Your assignment.
Every line in the data below that includes "crate" belongs in the answer, copied as it stands.

Data extract.
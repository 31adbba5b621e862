//! Keyed dispatch where the keys are Rust types.
//!
//! `connect::<Physics>(f)` files `f` under the key for `Physics`, and
//! `add_dependency::<Input, Physics>()` runs every `Input` slot before every
//! `Physics` slot. The types are never instantiated.

use std::any::{type_name, TypeId};
use std::fmt;
use std::hash::{Hash, Hasher};
use std::marker::PhantomData;

use crate::callable::SlotResult;
use crate::config::{DispatcherConfig, SortPolicy};
use crate::error::{CircularDependencyError, EmitError};
use crate::sorted::{DeferredSortedSignal, KeyedDispatch, SortedConnector, SortedSignal};
use crate::token::DisconnectToken;

/// Identity of a type, usable as a dispatch key. Compares by `TypeId`; the
/// name is only for logs and errors.
#[derive(Clone, Copy)]
pub struct TypeKey {
    id: TypeId,
    name: &'static str,
}

impl TypeKey {
    pub fn of<T: ?Sized + 'static>() -> Self {
        Self {
            id: TypeId::of::<T>(),
            name: type_name::<T>(),
        }
    }

    pub fn id(&self) -> TypeId {
        self.id
    }

    pub fn name(&self) -> &'static str {
        self.name
    }
}

impl PartialEq for TypeKey {
    fn eq(&self, other: &Self) -> bool {
        self.id == other.id
    }
}

impl Eq for TypeKey {}

impl Hash for TypeKey {
    fn hash<H: Hasher>(&self, state: &mut H) {
        self.id.hash(state);
    }
}

impl fmt::Debug for TypeKey {
    fn fmt(&self, f: &mut fmt::Formatter<'_>) -> fmt::Result {
        f.write_str(self.name)
    }
}

impl fmt::Display for TypeKey {
    fn fmt(&self, f: &mut fmt::Formatter<'_>) -> fmt::Result {
        f.write_str(self.name)
    }
}

/// Type-keyed front end over any [`KeyedDispatch`] implementation.
pub struct TypeSortedSignal<A: ?Sized + 'static, D = SortedSignal<TypeKey, A>> {
    dispatcher: D,
    _args: PhantomData<fn(&A)>,
}

/// Type-keyed dispatcher whose slots may restructure it mid-emit.
pub type DeferredTypeSortedSignal<A> = TypeSortedSignal<A, DeferredSortedSignal<TypeKey, A>>;

impl<A, D> TypeSortedSignal<A, D>
where
    A: ?Sized + 'static,
    D: KeyedDispatch<TypeKey, A>,
{
    pub fn new() -> Self {
        Self::with_config(DispatcherConfig::default())
    }

    pub fn with_config(config: DispatcherConfig) -> Self {
        Self::from_dispatcher(D::with_config(config))
    }

    pub fn from_dispatcher(dispatcher: D) -> Self {
        Self {
            dispatcher,
            _args: PhantomData,
        }
    }

    pub fn dispatcher(&self) -> &D {
        &self.dispatcher
    }

    pub fn into_dispatcher(self) -> D {
        self.dispatcher
    }

    pub fn connect<T: ?Sized + 'static>(
        &mut self,
        slot: impl Fn(&A) -> SlotResult + 'static,
    ) -> DisconnectToken {
        self.dispatcher.connect(TypeKey::of::<T>(), slot)
    }

    pub fn connect_with<T: ?Sized + 'static>(
        &mut self,
        slot: impl Fn(&A) -> SlotResult + 'static,
        policy: SortPolicy,
    ) -> DisconnectToken {
        self.dispatcher.connect_with(TypeKey::of::<T>(), slot, policy)
    }

    pub fn disconnect<T: ?Sized + 'static>(&mut self, target: &(impl PartialEq + 'static)) -> bool {
        self.dispatcher.disconnect(&TypeKey::of::<T>(), target)
    }

    /// `Before`'s slots run earlier than `After`'s.
    pub fn add_dependency<Before, After>(&mut self) -> Result<(), CircularDependencyError<TypeKey>>
    where
        Before: ?Sized + 'static,
        After: ?Sized + 'static,
    {
        self.dispatcher
            .add_dependency(TypeKey::of::<Before>(), TypeKey::of::<After>())
    }

    pub fn add_dependency_with<Before, After>(
        &mut self,
        policy: SortPolicy,
    ) -> Result<(), CircularDependencyError<TypeKey>>
    where
        Before: ?Sized + 'static,
        After: ?Sized + 'static,
    {
        self.dispatcher
            .add_dependency_with(TypeKey::of::<Before>(), TypeKey::of::<After>(), policy)
    }

    pub fn remove_dependency<Before, After>(&mut self) -> Result<(), CircularDependencyError<TypeKey>>
    where
        Before: ?Sized + 'static,
        After: ?Sized + 'static,
    {
        self.dispatcher
            .remove_dependency(&TypeKey::of::<Before>(), &TypeKey::of::<After>())
    }

    pub fn clear_group<T: ?Sized + 'static>(&mut self) {
        self.dispatcher.clear_group(&TypeKey::of::<T>());
    }

    pub fn clear_dependencies<T: ?Sized + 'static>(&mut self) -> Result<(), CircularDependencyError<TypeKey>> {
        self.dispatcher.clear_dependencies(&TypeKey::of::<T>())
    }

    pub fn clear(&mut self) {
        self.dispatcher.clear();
    }

    pub fn sort(&mut self) -> Result<(), CircularDependencyError<TypeKey>> {
        self.dispatcher.sort()
    }

    pub fn reserve<T: ?Sized + 'static>(&mut self, additional: usize) {
        self.dispatcher.reserve(TypeKey::of::<T>(), additional);
    }

    pub fn emit(&self, args: &A) -> Result<(), EmitError<TypeKey>> {
        self.dispatcher.emit(args)
    }

    pub fn emit_no_delayed_add(&self, args: &A) -> Result<(), EmitError<TypeKey>> {
        self.dispatcher.emit_no_delayed_add(args)
    }
}

impl<A, D> Default for TypeSortedSignal<A, D>
where
    A: ?Sized + 'static,
    D: KeyedDispatch<TypeKey, A>,
{
    fn default() -> Self {
        Self::new()
    }
}

impl<A, D> fmt::Debug for TypeSortedSignal<A, D>
where
    A: ?Sized + 'static,
    D: fmt::Debug,
{
    fn fmt(&self, f: &mut fmt::Formatter<'_>) -> fmt::Result {
        f.debug_tuple("TypeSortedSignal").field(&self.dispatcher).finish()
    }
}

impl<A: ?Sized + 'static> TypeSortedSignal<A, DeferredSortedSignal<TypeKey, A>> {
    pub fn connector(&self) -> TypeConnector<A> {
        TypeConnector {
            inner: self.dispatcher.connector(),
        }
    }

    /// Run the batch step without emitting.
    pub fn flush(&self) -> Result<(), EmitError<TypeKey>> {
        self.dispatcher.flush()
    }
}

/// Weak, type-keyed handle to a [`DeferredTypeSortedSignal`].
pub struct TypeConnector<A: ?Sized + 'static> {
    inner: SortedConnector<TypeKey, A>,
}

impl<A: ?Sized + 'static> TypeConnector<A> {
    pub fn connect<T: ?Sized + 'static>(&self, slot: impl Fn(&A) -> SlotResult + 'static) -> DisconnectToken {
        self.inner.connect(TypeKey::of::<T>(), slot)
    }

    pub fn connect_with<T: ?Sized + 'static>(
        &self,
        slot: impl Fn(&A) -> SlotResult + 'static,
        policy: SortPolicy,
    ) -> DisconnectToken {
        self.inner.connect_with(TypeKey::of::<T>(), slot, policy)
    }

    pub fn disconnect<T: ?Sized + 'static>(&self, target: &(impl PartialEq + 'static)) -> bool {
        self.inner.disconnect(&TypeKey::of::<T>(), target)
    }

    pub fn add_dependency<Before, After>(&self) -> Result<(), CircularDependencyError<TypeKey>>
    where
        Before: ?Sized + 'static,
        After: ?Sized + 'static,
    {
        self.inner
            .add_dependency(TypeKey::of::<Before>(), TypeKey::of::<After>())
    }

    pub fn remove_dependency<Before, After>(&self) -> Result<(), CircularDependencyError<TypeKey>>
    where
        Before: ?Sized + 'static,
        After: ?Sized + 'static,
    {
        self.inner
            .remove_dependency(&TypeKey::of::<Before>(), &TypeKey::of::<After>())
    }

    pub fn clear_group<T: ?Sized + 'static>(&self) {
        self.inner.clear_group(&TypeKey::of::<T>());
    }

    pub fn is_alive(&self) -> bool {
        self.inner.is_alive()
    }
}

impl<A: ?Sized + 'static> Clone for TypeConnector<A> {
    fn clone(&self) -> Self {
        Self {
            inner: self.inner.clone(),
        }
    }
}

impl<A: ?Sized + 'static> fmt::Debug for TypeConnector<A> {
    fn fmt(&self, f: &mut fmt::Formatter<'_>) -> fmt::Result {
        f.debug_struct("TypeConnector")
            .field("alive", &self.is_alive())
            .finish()
    }
}

#[cfg(test)]
mod tests {
    use std::collections::HashSet;

    use super::*;

    struct Marker;

    #[test]
    fn type_keys_compare_by_type() {
        assert_eq!(TypeKey::of::<u32>(), TypeKey::of::<u32>());
        assert_ne!(TypeKey::of::<u32>(), TypeKey::of::<i32>());

        let keys: HashSet<TypeKey> = [TypeKey::of::<Marker>(), TypeKey::of::<Marker>(), TypeKey::of::<str>()]
            .into_iter()
            .collect();
        assert_eq!(keys.len(), 2);
    }

    #[test]
    fn type_key_prints_type_name() {
        let key = TypeKey::of::<Marker>();
        assert!(key.to_string().ends_with("Marker"));
        assert_eq!(format!("{key:?}"), key.name());
    }

    #[test]
    fn cycle_chain_names_types() {
        let mut signal: TypeSortedSignal<()> = TypeSortedSignal::new();
        let err = signal.add_dependency::<Marker, Marker>().unwrap_err();
        assert_eq!(err.chain(), &[TypeKey::of::<Marker>(), TypeKey::of::<Marker>()]);
        assert!(err.to_string().contains("Marker"));
    }
}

Written reply.
use crate::callable::SlotResult;
use crate::config::{DispatcherConfig, SortPolicy};
use crate::error::{CircularDependencyError, EmitError};
use crate::sorted::{DeferredSortedSignal, KeyedDispatch, SortedConnector, SortedSignal};
use crate::token::DisconnectToken;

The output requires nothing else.